The origin of the asturian word xana is unclear, though some scholars see it as a derivation from the latin name for the goddess Diana. References to where the mythological xanas lived are still common in Asturian toponyms.


Always female, she is usually described as small or slender with long blonde or light brown hair (most often curly), which she tends to with gold or silver combs woven from sun or moonbeams.


A xana is a beneficial spirit, offering love water to travelers and rewards of gold or silver to those found worthy through some undefined judgment. Their hypnotic voices can be heard during spring and summer nights. Those who have a pure soul and hear the song will be filled with a sense of peace and love. Those whose souls are not pure will feel they are being suffocated and may be driven insane.

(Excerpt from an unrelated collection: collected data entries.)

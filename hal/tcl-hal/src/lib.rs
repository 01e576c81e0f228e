//! TCL strip hardware abstraction layer
//!
//! This crate defines the narrow hardware contracts the firmware core is
//! written against. Chip-specific crates (`tcl-hal-rp2040`) and drivers
//! (`tcl-drivers`) implement them; host tests implement them with mocks.
//!
//! # Architecture
//!
//! ```text
//! ┌─────────────────────────────────────────┐
//! │  Application (tcl-firmware)             │
//! └─────────────────────────────────────────┘
//!                     │
//!                     ▼
//! ┌─────────────────────────────────────────┐
//! │  tcl-core (dispatcher, calibration)     │
//! └─────────────────────────────────────────┘
//!                     │
//!                     ▼
//! ┌─────────────────────────────────────────┐
//! │  tcl-hal (this crate - traits)          │
//! └─────────────────────────────────────────┘
//!                     │
//!         ┌───────────┴───────────┐
//!         ▼                       ▼
//! ┌───────────────┐       ┌───────────────┐
//! │ tcl-hal-      │       │ tcl-drivers   │
//! │    rp2040     │       │   (P9813)     │
//! └───────────────┘       └───────────────┘
//! ```
//!
//! # Traits
//!
//! - [`uart::UartTx`], [`uart::UartRx`] - Serial byte transport
//! - [`analog::AnalogInput`] - Calibration potentiometers
//! - [`strip::PixelStrip`] - LED strip transmission primitives

#![no_std]
#![deny(unsafe_code)]

pub mod analog;
pub mod strip;
pub mod uart;

// Re-export key traits at crate root for convenience
pub use analog::{AnalogInput, Pot};
pub use strip::PixelStrip;
pub use uart::{Uart, UartRx, UartTx};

Xanas have children, which are called xaninos, but because they cannot take care of them, they usually take a human baby from his cradle, and put their own fairy child in instead (see changelings): The human mother realizes this change when the baby grows up in just a few months. One must do this ritual in order to unmask the xanín: some pots and egg shells are to be put near the fire, and, if the baby is a changeling, he will exclaim "I was born one hundred years ago, and since then I have not seen so many egg shells near the fire!".


The tales about xanas can be divided into four broad categories. First, stories in which the xana has a child. In these stories, the xana, for some reason, switches her baby for that of another woman. Second, stories of xanas who suffer spells. In these stories, an act performed according to a secret norm can disenchant them. Third, xanas who possess treasures and riches. The xana may have acquired the riches accidentally, or through donation or theft; sometimes the human character of the tale obtains the treasure, but most of the times he does not. Finally, stories about xanas who are malicious. The most important tales of this category are those in which the xana enters a home through a keyhole; those in which the xana takes and enchants someone; those in which the xana transforms into animals; and those in which the xana provides a magic belt. - El gran libro de la mitología asturiana, Xuan Xosé Sánchez Vicente and Xesús Cañedo Valle, Ediciones Trabe, 2003, p. 37-45.